HealthEquity revealed the details about data breach earlier this year led to the compromise of personal and financial information on millions of customers.
A filing with the Maine Office of Attorney General (OAG) revealed the incident occurred on March 9 but was not confirmed by the company until June 26. Nearly 4.3 million customers are affected by the breach, with notification letters due to be sent out on August 9. The firm already notified the SEC about the incident, back on July 2.
As a health savings account (HSA) specialist, HealthEquity has access to a range of PHI and PII. Although not all data types were compromised for each affected customer, compromised information included: first name, last name, address, telephone number, employee ID, employer, social security number, dependent contact information and payment card information.
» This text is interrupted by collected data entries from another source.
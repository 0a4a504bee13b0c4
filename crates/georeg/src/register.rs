//! Pipeline orchestration.
//!
//! [`register`] wires the stages together: preprocess both images, extract
//! features, match and filter descriptors, fit the transform, classify
//! confidence. [`register_scaled`] wraps it for image pairs with a known
//! resolution ratio.

use image::{imageops::FilterType, DynamicImage};
use serde::Serialize;

use crate::config::RegistrationConfig;
use crate::confidence::Confidence;
use crate::debug_artifacts::ArtifactSink;
use crate::feature::{self, ExtractionError, ExtractionMode};
use crate::homography::{estimate_transform, HomographyError};
use crate::matching::{
    filter_matches, match_two_nn, resolve_correspondences, Correspondence, MatchError,
};
use crate::preprocess::{preprocess, PreprocessError};
use crate::rotation::estimate_relative_rotation;

/// Which input image an error refers to.
#[derive(Debug, Clone, Copy, PartialEq, Eq)]
pub enum ImageSide {
    Reference,
    Match,
}

impl std::fmt::Display for ImageSide {
    fn fmt(&self, f: &mut std::fmt::Formatter<'_>) -> std::fmt::Result {
        match self {
            Self::Reference => write!(f, "reference image"),
            Self::Match => write!(f, "match image"),
        }
    }
}

#[derive(Debug)]
pub enum RegisterError {
    Preprocess {
        side: ImageSide,
        source: PreprocessError,
    },
    Extraction {
        side: ImageSide,
        source: ExtractionError,
    },
    Matching(MatchError),
    Homography(HomographyError),
}

impl std::fmt::Display for RegisterError {
    fn fmt(&self, f: &mut std::fmt::Formatter<'_>) -> std::fmt::Result {
        match self {
            Self::Preprocess { side, source } => write!(f, "preprocessing {} failed: {}", side, source),
            Self::Extraction { side, source } => {
                write!(f, "feature extraction on {} failed: {}", side, source)
            }
            Self::Matching(e) => write!(f, "match filtering failed: {}", e),
            Self::Homography(e) => write!(f, "transform estimation failed: {}", e),
        }
    }
}

impl std::error::Error for RegisterError {
    fn source(&self) -> Option<&(dyn std::error::Error + 'static)> {
        match self {
            Self::Preprocess { source, .. } => Some(source),
            Self::Extraction { source, .. } => Some(source),
            Self::Matching(e) => Some(e),
            Self::Homography(e) => Some(e),
        }
    }
}

impl From<MatchError> for RegisterError {
    fn from(e: MatchError) -> Self {
        Self::Matching(e)
    }
}

impl From<HomographyError> for RegisterError {
    fn from(e: HomographyError) -> Self {
        Self::Homography(e)
    }
}

/// The output of one registration run.
#[derive(Debug, Clone)]
pub struct RegistrationResult {
    /// Maps match-image pixel coordinates to reference-image coordinates.
    pub transform: nalgebra::Matrix3<f64>,
    /// Correspondences consistent with the transform.
    pub inliers: Vec<Correspondence>,
    /// Trust classification derived from the inlier count.
    pub confidence: Confidence,
    /// Inlier threshold the accepted fit used, in pixels.
    pub threshold_px: f64,
}

#[derive(Serialize)]
struct RunSummary {
    mode: ExtractionMode,
    reference_features: usize,
    match_features: usize,
    filtered_matches: usize,
    inliers: usize,
    threshold_px: f64,
    confidence: Confidence,
    rotation_deg: Option<f64>,
}

/// Register `matched` against `reference`, producing the transform that
/// maps match-image pixels into the reference frame.
pub fn register(
    reference: &DynamicImage,
    matched: &DynamicImage,
    mode: ExtractionMode,
    config: &RegistrationConfig,
) -> Result<RegistrationResult, RegisterError> {
    register_inner(reference, matched, mode, config, None)
}

/// [`register`], additionally writing per-stage debug imagery to `sink`.
pub fn register_with_artifacts(
    reference: &DynamicImage,
    matched: &DynamicImage,
    mode: ExtractionMode,
    config: &RegistrationConfig,
    sink: &ArtifactSink,
) -> Result<RegistrationResult, RegisterError> {
    register_inner(reference, matched, mode, config, Some(sink))
}

fn register_inner(
    reference: &DynamicImage,
    matched: &DynamicImage,
    mode: ExtractionMode,
    config: &RegistrationConfig,
    sink: Option<&ArtifactSink>,
) -> Result<RegistrationResult, RegisterError> {
    let ref_gray = preprocess(reference).map_err(|source| RegisterError::Preprocess {
        side: ImageSide::Reference,
        source,
    })?;
    let match_gray = preprocess(matched).map_err(|source| RegisterError::Preprocess {
        side: ImageSide::Match,
        source,
    })?;
    if let Some(sink) = sink {
        sink.save_gray("preprocessed_reference.png", &ref_gray);
        sink.save_gray("preprocessed_match.png", &match_gray);
    }

    let ref_features =
        feature::extract(&ref_gray, mode, &config.feature).map_err(|source| {
            RegisterError::Extraction {
                side: ImageSide::Reference,
                source,
            }
        })?;
    let match_features =
        feature::extract(&match_gray, mode, &config.feature).map_err(|source| {
            RegisterError::Extraction {
                side: ImageSide::Match,
                source,
            }
        })?;
    tracing::info!(
        "extracted {} reference and {} match features ({} mode)",
        ref_features.len(),
        match_features.len(),
        mode
    );
    if let Some(sink) = sink {
        sink.save_keypoints("keypoints_reference.png", &ref_gray, &ref_features.keypoints);
        sink.save_keypoints("keypoints_match.png", &match_gray, &match_features.keypoints);
    }

    let candidates = match_two_nn(&ref_features.descriptors, &match_features.descriptors)?;
    if let Some(sink) = sink {
        let raw: Vec<Correspondence> = candidates
            .iter()
            .map(|m| Correspondence {
                reference: ref_features.keypoints[m.query].point(),
                matched: match_features.keypoints[m.train].point(),
            })
            .collect();
        sink.save_matches("matches_raw.png", &ref_gray, &match_gray, &raw);
    }

    let kept = filter_matches(
        &candidates,
        ref_features.len(),
        match_features.len(),
        &config.filter,
    )?;
    let correspondences = resolve_correspondences(&kept, &ref_features, &match_features);
    if let Some(sink) = sink {
        sink.save_matches("matches_filtered.png", &ref_gray, &match_gray, &correspondences);
    }

    let estimate = estimate_transform(&correspondences, &config.ransac)?;
    let confidence = Confidence::from_inlier_count(estimate.inliers.len(), &config.confidence);
    tracing::info!(
        "registration finished: {} inliers, {}",
        estimate.inliers.len(),
        confidence
    );

    if let Some(sink) = sink {
        sink.save_matches("matches_inliers.png", &ref_gray, &match_gray, &estimate.inliers);
        sink.save_warp_blend("warp_overlay.png", &ref_gray, &match_gray, &estimate.transform);

        let rotation_deg = estimate_relative_rotation(&estimate.inliers);
        match rotation_deg {
            Some(deg) => tracing::debug!("estimated relative rotation: {:.1} degrees", deg),
            None => tracing::debug!("no dominant relative rotation"),
        }
        sink.save_summary(
            "registration_summary.json",
            &RunSummary {
                mode,
                reference_features: ref_features.len(),
                match_features: match_features.len(),
                filtered_matches: correspondences.len(),
                inliers: estimate.inliers.len(),
                threshold_px: estimate.threshold_px,
                confidence,
                rotation_deg,
            },
        );
    }

    Ok(RegistrationResult {
        transform: estimate.transform,
        inliers: estimate.inliers,
        confidence,
        threshold_px: estimate.threshold_px,
    })
}

/// Register an image pair whose resolutions differ by a known factor.
///
/// `scale` is the factor that brings match-image pixels to reference
/// resolution. Within `scale_tolerance` of 1.0 the images are registered
/// as-is; otherwise the match image is resampled first and the result is
/// mapped back into original match-image coordinates, so callers always
/// receive a transform and inliers in the unscaled frames.
pub fn register_scaled(
    reference: &DynamicImage,
    matched: &DynamicImage,
    mode: ExtractionMode,
    config: &RegistrationConfig,
    scale: f64,
) -> Result<RegistrationResult, RegisterError> {
    if (scale - 1.0).abs() < config.scale_tolerance {
        return register(reference, matched, mode, config);
    }

    let nw = ((matched.width() as f64 * scale).round() as u32).max(1);
    let nh = ((matched.height() as f64 * scale).round() as u32).max(1);
    tracing::info!(
        "resampling match image by {:.3} to {}x{} before registration",
        scale,
        nw,
        nh
    );
    let resized = matched.resize_exact(nw, nh, FilterType::Triangle);

    let mut result = register(reference, &resized, mode, config)?;
    descale(&mut result, scale);
    Ok(result)
}

/// Rewrite a result computed on a resampled match image so it applies to
/// the original one. The transform picks up the scale on its first two
/// columns; inlier match coordinates shrink back.
fn descale(result: &mut RegistrationResult, scale: f64) {
    for row in 0..3 {
        result.transform[(row, 0)] *= scale;
        result.transform[(row, 1)] *= scale;
    }
    for c in result.inliers.iter_mut() {
        c.matched[0] /= scale;
        c.matched[1] /= scale;
    }
}

#[cfg(test)]
mod tests {
    use super::*;
    use crate::homography::project;
    use approx::assert_relative_eq;
    use image::{GrayImage, Luma};
    use rand::{Rng, SeedableRng};

    fn textured_image(w: u32, h: u32, seed: u64) -> DynamicImage {
        // Block noise gives FAST corners and stable descriptors.
        let mut rng = rand::rngs::StdRng::seed_from_u64(seed);
        let blocks_w = w / 4 + 1;
        let values: Vec<u8> = (0..blocks_w * (h / 4 + 1))
            .map(|_| rng.gen_range(0u8..=255u8))
            .collect();
        let img = GrayImage::from_fn(w, h, |x, y| {
            Luma([values[((y / 4) * blocks_w + x / 4) as usize]])
        });
        DynamicImage::ImageLuma8(img)
    }

    #[test]
    fn self_registration_is_identity_with_high_confidence() {
        let img = textured_image(300, 300, 21);
        let result = register(
            &img,
            &img,
            ExtractionMode::Fast,
            &RegistrationConfig::default(),
        )
        .unwrap();

        assert_eq!(result.confidence, Confidence::High);
        for &[x, y] in &[[20.0, 20.0], [280.0, 20.0], [150.0, 280.0]] {
            let p = project(&result.transform, x, y);
            assert_relative_eq!(p[0], x, epsilon = 1.0);
            assert_relative_eq!(p[1], y, epsilon = 1.0);
        }
    }

    #[test]
    fn constant_image_fails_in_preprocessing() {
        let flat = DynamicImage::ImageLuma8(GrayImage::from_pixel(64, 64, Luma([77])));
        let good = textured_image(64, 64, 1);
        match register(&good, &flat, ExtractionMode::Fast, &RegistrationConfig::default()) {
            Err(RegisterError::Preprocess {
                side: ImageSide::Match,
                ..
            }) => {}
            other => panic!("expected match-side preprocess failure, got {:?}", other.map(|_| ())),
        }
    }

    #[test]
    fn smooth_image_fails_in_extraction() {
        // A ramp survives the contrast stretch but offers no corners.
        let ramp = DynamicImage::ImageLuma8(GrayImage::from_fn(128, 128, |x, _| Luma([x as u8])));
        let good = textured_image(128, 128, 2);
        match register(&good, &ramp, ExtractionMode::Fast, &RegistrationConfig::default()) {
            Err(RegisterError::Extraction {
                side: ImageSide::Match,
                ..
            }) => {}
            other => panic!("expected match-side extraction failure, got {:?}", other.map(|_| ())),
        }
    }

    #[test]
    fn descale_rescales_transform_and_inliers() {
        let mut result = RegistrationResult {
            transform: nalgebra::Matrix3::new(
                1.0, 0.2, 30.0,
                -0.1, 1.0, 40.0,
                0.001, 0.002, 1.0,
            ),
            inliers: vec![Correspondence {
                reference: [100.0, 200.0],
                matched: [50.0, 60.0],
            }],
            confidence: Confidence::High,
            threshold_px: 5.0,
        };
        descale(&mut result, 2.0);

        assert_relative_eq!(result.transform[(0, 0)], 2.0);
        assert_relative_eq!(result.transform[(1, 1)], 2.0);
        assert_relative_eq!(result.transform[(2, 0)], 0.002);
        // Third column untouched.
        assert_relative_eq!(result.transform[(0, 2)], 30.0);
        assert_relative_eq!(result.transform[(2, 2)], 1.0);
        assert_eq!(result.inliers[0].matched, [25.0, 30.0]);
        assert_eq!(result.inliers[0].reference, [100.0, 200.0]);
    }

    #[test]
    fn descaled_transform_projects_original_coordinates() {
        // If H maps resampled coords and x_r = s * x, the descaled matrix
        // must send original match coords to the same reference points.
        let h = nalgebra::Matrix3::new(
            1.1, 0.05, 12.0,
            -0.02, 0.95, -7.0,
            0.0002, 0.0001, 1.0,
        );
        let scale = 2.5;
        let mut result = RegistrationResult {
            transform: h,
            inliers: Vec::new(),
            confidence: Confidence::Low,
            threshold_px: 5.0,
        };
        descale(&mut result, scale);

        let original = [40.0, 24.0];
        let resampled = [original[0] * scale, original[1] * scale];
        let expected = project(&h, resampled[0], resampled[1]);
        let got = project(&result.transform, original[0], original[1]);
        assert_relative_eq!(got[0], expected[0], epsilon = 1e-9);
        assert_relative_eq!(got[1], expected[1], epsilon = 1e-9);
    }

    #[test]
    fn near_unit_scale_skips_resampling() {
        let img = textured_image(220, 220, 33);
        let direct = register(&img, &img, ExtractionMode::Fast, &RegistrationConfig::default())
            .unwrap();
        let scaled = register_scaled(
            &img,
            &img,
            ExtractionMode::Fast,
            &RegistrationConfig::default(),
            1.05,
        )
        .unwrap();
        assert_eq!(scaled.transform, direct.transform);
        assert_eq!(scaled.inliers.len(), direct.inliers.len());
    }
}
//! Pipeline configuration.
//!
//! Every tunable the pipeline consults lives here, grouped per stage and
//! carried by [`RegistrationConfig`]. Defaults reproduce the production
//! constants of the registration tool.

use serde::{Deserialize, Serialize};

/// Feature extraction parameters shared by both backends.
#[derive(Debug, Clone, Serialize, Deserialize)]
pub struct FeatureConfig {
    /// One target feature per this many image pixels.
    pub pixels_per_feature: u64,
    /// Lower clamp on the per-image feature budget.
    pub min_features: usize,
    /// Upper clamp on the per-image feature budget.
    pub max_features: usize,
    /// FAST corner threshold for the binary backend.
    pub fast_threshold: u8,
    /// Harris corner response cutoff, as a fraction of the image maximum.
    pub harris_rel_threshold: f32,
    /// Harris determinant/trace weighting constant.
    pub harris_k: f32,
}

impl Default for FeatureConfig {
    fn default() -> Self {
        Self {
            pixels_per_feature: 850,
            min_features: 3000,
            max_features: 15000,
            fast_threshold: 20,
            harris_rel_threshold: 0.01,
            harris_k: 0.04,
        }
    }
}

impl FeatureConfig {
    /// Adaptive per-image feature budget: `pixel_count / pixels_per_feature`,
    /// clamped to `[min_features, max_features]`.
    pub fn feature_budget(&self, pixel_count: u64) -> usize {
        ((pixel_count / self.pixels_per_feature) as usize).clamp(self.min_features, self.max_features)
    }
}

/// Match filtering parameters.
#[derive(Debug, Clone, Serialize, Deserialize)]
pub struct FilterConfig {
    /// Ratio test: keep the best match only if
    /// `best_distance < ratio * second_best_distance` (strict).
    pub ratio: f32,
    /// Drop a match once this many other matches share its query or train
    /// index. Minimum meaningful value is 2.
    pub duplicate_cutoff: usize,
    /// Minimum number of matches that must survive every filtering stage.
    pub min_matches: usize,
}

impl Default for FilterConfig {
    fn default() -> Self {
        Self {
            ratio: 0.8,
            duplicate_cutoff: 2,
            min_matches: 3,
        }
    }
}

/// Robust homography fitting parameters, including the adaptive
/// inlier-threshold sweep.
#[derive(Debug, Clone, Serialize, Deserialize)]
pub struct RansacConfig {
    /// First inlier distance threshold tried, in pixels.
    pub threshold_start_px: f64,
    /// Threshold increment per sweep iteration, in pixels.
    pub threshold_step_px: f64,
    /// Exclusive upper bound on the threshold sweep, in pixels.
    pub threshold_limit_px: f64,
    /// Maximum RANSAC iterations per threshold.
    pub max_iters: usize,
    /// Random seed for reproducible sampling.
    pub seed: u64,
}

impl Default for RansacConfig {
    fn default() -> Self {
        Self {
            threshold_start_px: 5.0,
            threshold_step_px: 3.0,
            threshold_limit_px: 20.0,
            max_iters: 2000,
            seed: 0,
        }
    }
}

impl RansacConfig {
    /// The thresholds visited by the adaptive sweep, in order.
    pub fn threshold_schedule(&self) -> Vec<f64> {
        let mut out = Vec::new();
        let mut t = self.threshold_start_px;
        while t < self.threshold_limit_px {
            out.push(t);
            t += self.threshold_step_px;
        }
        out
    }
}

/// Inlier-count cutoffs for the confidence classifier.
#[derive(Debug, Clone, Serialize, Deserialize)]
pub struct ConfidenceConfig {
    /// Counts strictly below this classify as no confidence.
    pub none_below: usize,
    /// Counts strictly above this classify as high confidence.
    pub high_above: usize,
}

impl Default for ConfidenceConfig {
    fn default() -> Self {
        Self {
            none_below: 5,
            high_above: 25,
        }
    }
}

/// Top-level configuration for one registration call.
#[derive(Debug, Clone, Serialize, Deserialize)]
pub struct RegistrationConfig {
    pub feature: FeatureConfig,
    pub filter: FilterConfig,
    pub ransac: RansacConfig,
    pub confidence: ConfidenceConfig,
    /// Relative scale difference below which [`crate::register_scaled`]
    /// skips resampling the match image.
    pub scale_tolerance: f64,
}

impl Default for RegistrationConfig {
    fn default() -> Self {
        Self {
            feature: FeatureConfig::default(),
            filter: FilterConfig::default(),
            ransac: RansacConfig::default(),
            confidence: ConfidenceConfig::default(),
            scale_tolerance: 0.10,
        }
    }
}

#[cfg(test)]
mod tests {
    use super::*;

    #[test]
    fn feature_budget_clamps_small_images_up() {
        let cfg = FeatureConfig::default();
        // 1 Mpx / 850 ≈ 1176, below the lower clamp.
        assert_eq!(cfg.feature_budget(1_000_000), 3000);
    }

    #[test]
    fn feature_budget_clamps_large_images_down() {
        let cfg = FeatureConfig::default();
        // 20 Mpx / 850 ≈ 23529, above the upper clamp.
        assert_eq!(cfg.feature_budget(20_000_000), 15000);
    }

    #[test]
    fn feature_budget_scales_in_between() {
        let cfg = FeatureConfig::default();
        assert_eq!(cfg.feature_budget(8_500_000), 10_000);
    }

    #[test]
    fn threshold_schedule_stops_short_of_limit() {
        let cfg = RansacConfig::default();
        assert_eq!(cfg.threshold_schedule(), vec![5.0, 8.0, 11.0, 14.0, 17.0]);
    }
}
As per the notification, after receiving an alert, on March 25, 2024, HealthEquity became aware of a systems anomaly requiring extensive technical investigation and ultimately resulting in data forensics until June 10, 2024. During its investigation, HealthEquity discovered that the breach stemmed from the compromise of “a vendor’s user accounts that had access to an online data storage location.
As a result of our investigation, we took immediate actions including disabling all potentially compromised vendor accounts and terminating all active sessions; blocking all IP addresses associated with threat actor activity; and implementing a global password reset for the impacted vendor. Additionally, we enhanced our security and monitoring efforts, internal controls, and security posture.